■ **TASK PROMPT**: Reproduce the first line of the material below and each line after it, exactly, through the line containing "price, image, Some(description)).await?;", and give nothing more.
◇ ◇ ◇ ◇ ◇
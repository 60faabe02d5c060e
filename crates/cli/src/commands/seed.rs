//! Seed the catalog with demo products.
//!
//! Inserts the standard Reign Co candle range so a fresh database has
//! something to sell. Re-running adds duplicates; intended for fresh
//! development databases only.

use tracing::info;

use reign_core::Money;
use reign_storefront::db::{self, ProductRepository};

use super::CommandError;

const DEMO_PRODUCTS: &[(&str, &str, &str, &str)] = &[
    (
        "Amber candle",
        "35",
        "/uploads/amber.webp",
        "Warm amber and vanilla, 220g soy wax",
    ),
    (
        "Oud candle",
        "50",
        "/uploads/oud.webp",
        "Deep oud with a hint of rose, 220g soy wax",
    ),
    (
        "Sandalwood candle",
        "42.5",
        "/uploads/sandalwood.webp",
        "Creamy sandalwood, 220g soy wax",
    ),
    (
        "Citrus mini set",
        "60",
        "/uploads/citrus-set.webp",
        "Three 70g citrus candles in a gift box",
    ),
];

/// Seed the catalog against `STOREFRONT_DATABASE_URL`.
pub async fn run() -> Result<(), CommandError> {
    let database_url = super::database_url()?;

    let pool = db::create_pool(&database_url).await?;
    info!("Connected to database");

    db::MIGRATOR.run(&pool).await?;

    let repo = ProductRepository::new(&pool);
    for (name, price, image, description) in DEMO_PRODUCTS {
        let price: Money = price
            .parse()
            .map_err(|e: reign_core::MoneyError| {
                reign_storefront::db::RepositoryError::DataCorruption(e.to_string())
            })?;
        let product = repo.insert(name, price, image, Some(description)).await?;
        info!(id = %product.id, name, "Seeded product");
    }

    info!("Catalog seeding complete!");
    Ok(())
}
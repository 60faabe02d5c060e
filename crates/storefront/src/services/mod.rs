//! Clients for external services.

pub mod geocoding;

pub use geocoding::{GeocodingClient, GeocodingError};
◇ ◇ ◇ ◇ ◇
■ **SOLUTION TO THIS EXERCISE**:
repository 60faabe02d5c060e
filename crates/cli/src/commands/seed.rs
//! Seed the catalog with demo products.
//!
//! Inserts the standard Reign Co candle range so a fresh database has
//! something to sell. Re-running adds duplicates; intended for fresh
//! development databases only.

use tracing::info;

use reign_core::Money;
use reign_storefront::db::{self, ProductRepository};

use super::CommandError;

const DEMO_PRODUCTS: &[(&str, &str, &str, &str)] = &[
    (
        "Amber candle",
        "35",
        "/uploads/amber.webp",
        "Warm amber and vanilla, 220g soy wax",
    ),
    (
        "Oud candle",
        "50",
        "/uploads/oud.webp",
        "Deep oud with a hint of rose, 220g soy wax",
    ),
    (
        "Sandalwood candle",
        "42.5",
        "/uploads/sandalwood.webp",
        "Creamy sandalwood, 220g soy wax",
    ),
    (
        "Citrus mini set",
        "60",
        "/uploads/citrus-set.webp",
        "Three 70g citrus candles in a gift box",
    ),
];

/// Seed the catalog against `STOREFRONT_DATABASE_URL`.
pub async fn run() -> Result<(), CommandError> {
    let database_url = super::database_url()?;

    let pool = db::create_pool(&database_url).await?;
    info!("Connected to database");

    db::MIGRATOR.run(&pool).await?;

    let repo = ProductRepository::new(&pool);
    for (name, price, image, description) in DEMO_PRODUCTS {
        let price: Money = price
            .parse()
            .map_err(|e: reign_core::MoneyError| {
                reign_storefront::db::RepositoryError::DataCorruption(e.to_string())
            })?;
        let product = repo.insert(name, price, image, Some(description)).await?;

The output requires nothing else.